Michael Dell

Entrepreneur, innovator, and disruptor of the early PC industry.


Ranked #29 in 2005.

Previous positions:

#33 (2003), #25 (2001).


The youngest CEO ever to earn a ranking on the Fortune 500, in 1992.


Dell was recognized as a Most Admired Company by Fortune.


Dell’s revolutionary insights helped to turn the traditional PCs sales model on its head. With a mantra of “faster, better, cheaper” and by offering direct-sale, built-to-order customized machines, he disrupted the PC industry by avoiding retail sites, high-touch sales, and by minimizing inventory and depreciation costs. This just-in-time, low-cost production model took his company from college dorm room in 1984 to a $300 million business in just five years. Dell’s formula became known as the “direct business model.” He went on to pioneer virtual integration, a model that substitutes ownerships for partnerships by integrating suppliers through IT for tighter supply-chain collaboration, thereby meeting customer needs faster and more efficiently. Over the years, Dell methodically his company from a computer hardware manufacturer to an infrastructure solutions provider with significant positions in multi-cloud, software, and IT services.

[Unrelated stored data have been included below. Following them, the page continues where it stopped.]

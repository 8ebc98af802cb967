use serde::{Deserialize, Serialize};
use tokio::sync::watch;

pub const DEFAULT_VIDEO_TRANSFORM: &str = "none";
pub const DEFAULT_AUDIO_EFFECT: &str = "normal";

/// The two processing modes requested from the remote endpoint. Their values
/// are opaque here and forwarded verbatim.
#[derive(Debug, Clone, PartialEq, Eq, Serialize, Deserialize)]
pub struct TransformSelection {
    pub video: String,
    pub audio: String,
}

impl TransformSelection {
    pub fn new(video: impl Into<String>, audio: impl Into<String>) -> Self {
        Self {
            video: video.into(),
            audio: audio.into(),
        }
    }
}

impl Default for TransformSelection {
    fn default() -> Self {
        Self::new(DEFAULT_VIDEO_TRANSFORM, DEFAULT_AUDIO_EFFECT)
    }
}

/// SelectionSource is read once per negotiation, at the time the offer is sent
pub trait SelectionSource: Send + Sync {
    fn current(&self) -> TransformSelection;
}

impl SelectionSource for TransformSelection {
    fn current(&self) -> TransformSelection {
        self.clone()
    }
}

/// a selection driven by UI state
impl SelectionSource for watch::Receiver<TransformSelection> {
    fn current(&self) -> TransformSelection {
        self.borrow().clone()
    }
}
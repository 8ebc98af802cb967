#![allow(dead_code)]

use async_trait::async_trait;
use bytes::Bytes;
use hyper::header::CONTENT_TYPE;
use hyper::service::{make_service_fn, service_fn};
use hyper::{Body, Method, Request, Response, Server, StatusCode};
use log::LevelFilter::Debug;
use log::{error, info};
use offerer::{
    CaptureTrack, ClientConfig, Error, GatheringState, GatheringStateHandler, MediaCapture,
    MediaConstraints, MediaStream, Notifier, OfferExchange, OfferRequest, PeerTransport,
    RemoteTrack, Result, SessionDescription, TrackHandler, TrackKind, TrackSink,
    TransportFactory,
};
use std::future::Future;
use std::io::Write;
use std::net::SocketAddr;
use std::pin::Pin;
use std::sync::atomic::{AtomicBool, AtomicUsize, Ordering};
use std::sync::{Arc, Mutex};
use std::time::Duration;
use webrtc::api::interceptor_registry::register_default_interceptors;
use webrtc::api::media_engine::MediaEngine;
use webrtc::api::APIBuilder;
use webrtc::interceptor::registry::Registry;
use webrtc::peer_connection::configuration::RTCConfiguration;
use webrtc::peer_connection::sdp::session_description::RTCSessionDescription;
use webrtc::peer_connection::RTCPeerConnection;

pub const OFFER_SDP: &str = "v=0\r\no=- 1 1 IN IP4 0.0.0.0\r\ns=-\r\nt=0 0\r\n";
pub const CANDIDATE_LINE: &str = "a=candidate:1 1 udp 2130706431 192.0.2.1 50000 typ host\r\n";
pub const ANSWER_SDP: &str = "v=0\r\no=- 2 2 IN IP4 0.0.0.0\r\ns=-\r\nt=0 0\r\n";

pub fn setup() {
    let _ = env_logger::Builder::new()
        .format(|buf, record| {
            writeln!(
                buf,
                "{}:{} [{}] {} - {}",
                record.file().unwrap_or("unknown"),
                record.line().unwrap_or(0),
                record.level(),
                chrono::Local::now().format("%H:%M:%S.%6f"),
                record.args()
            )
        })
        .filter(None, Debug)
        .is_test(true)
        .try_init();
}

pub type Trace = Arc<Mutex<Vec<String>>>;

pub fn new_trace() -> Trace {
    Arc::new(Mutex::new(vec![]))
}

pub fn record(trace: &Trace, step: &str) {
    trace.lock().unwrap().push(step.to_owned());
}

pub fn steps(trace: &Trace) -> Vec<String> {
    trace.lock().unwrap().clone()
}

/// How the mock reports candidate gathering once the local description is set
#[derive(Debug, Copy, Clone, PartialEq, Eq)]
pub enum Gathering {
    /// complete as soon as the local description is applied
    AlreadyComplete,
    /// reports gathering, complete, complete again on subscription
    CompleteOnSubscribe,
    /// the test drives state changes through `emit_gathering`
    Manual,
}
use thiserror::Error;
use webrtc::peer_connection::sdp::sdp_type::RTCSdpType;

pub type Result<T> = std::result::Result<T, Error>;

#[derive(Debug, Error)]
#[non_exhaustive]
pub enum Error {
    #[error("a session is already held, stop it before starting again")]
    ErrSessionActive,
    #[error("no session to stop")]
    ErrNoSession,
    #[error("{0}")]
    ErrCapture(String),
    #[error("local description is not set")]
    ErrNoLocalDescription,
    #[error("timed out waiting for ICE gathering to complete")]
    ErrGatheringTimeout,
    #[error("ICE gathering subscription dropped before completion")]
    ErrGatheringAborted,
    #[error("timed out waiting for the offer exchange")]
    ErrExchangeTimeout,
    #[error("offer exchange failed with HTTP status {0}")]
    ErrExchangeStatus(u16),
    #[error("malformed answer: {0}")]
    ErrMalformedAnswer(String),
    #[error("unsupported sdp type {0}")]
    ErrUnsupportedSdpType(RTCSdpType),
    #[error("unsupported endpoint scheme {0}, only http is supported")]
    ErrUnsupportedScheme(String),

    #[error("{0}")]
    Webrtc(#[from] webrtc::Error),
    #[error("{0}")]
    Hyper(#[from] hyper::Error),
    #[error("{0}")]
    Http(#[from] hyper::http::Error),
    #[error("{0}")]
    InvalidUri(#[from] hyper::http::uri::InvalidUri),
    #[error("{0}")]
    Url(#[from] url::ParseError),
    #[error("{0}")]
    Json(#[from] serde_json::Error),
    #[error("{0}")]
    Io(#[from] std::io::Error),
    #[error("{0}")]
    Other(String),
}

Born in Houston in 1965, Dell began business life early. As a young teenager, he invested his earnings from part-time jobs into stocks and precious metals. At age 15 he bought his first computer, an Apple II, which he disassembled to see how it worked. At university he started his computer business, originally called PCs Ltd, and quickly reached $80,000 in sales. Dell dropped out of college to run the company full time, taking it public within four years. In 1996, Dell Inc started selling online and launched its first servers. By 2001, Dell Inc had become the world’s largest PC maker. In 2013, Dell took the company private to invest and shape it into an IT powerhouse, buying EMC for $67 billion in 2016. He re-listed the company in 2018.


Direct from Dell: Strategies that Revolutionized an Industry (with Catherine Fredman, Harper Business, 2006); Play Nice But Win: A CEO’S Journey from Founder to Leader (with James Kaplan, Portfolio, 2021).


Media picks


“What Henry Ford did for automobiles, Dell did for PCs.”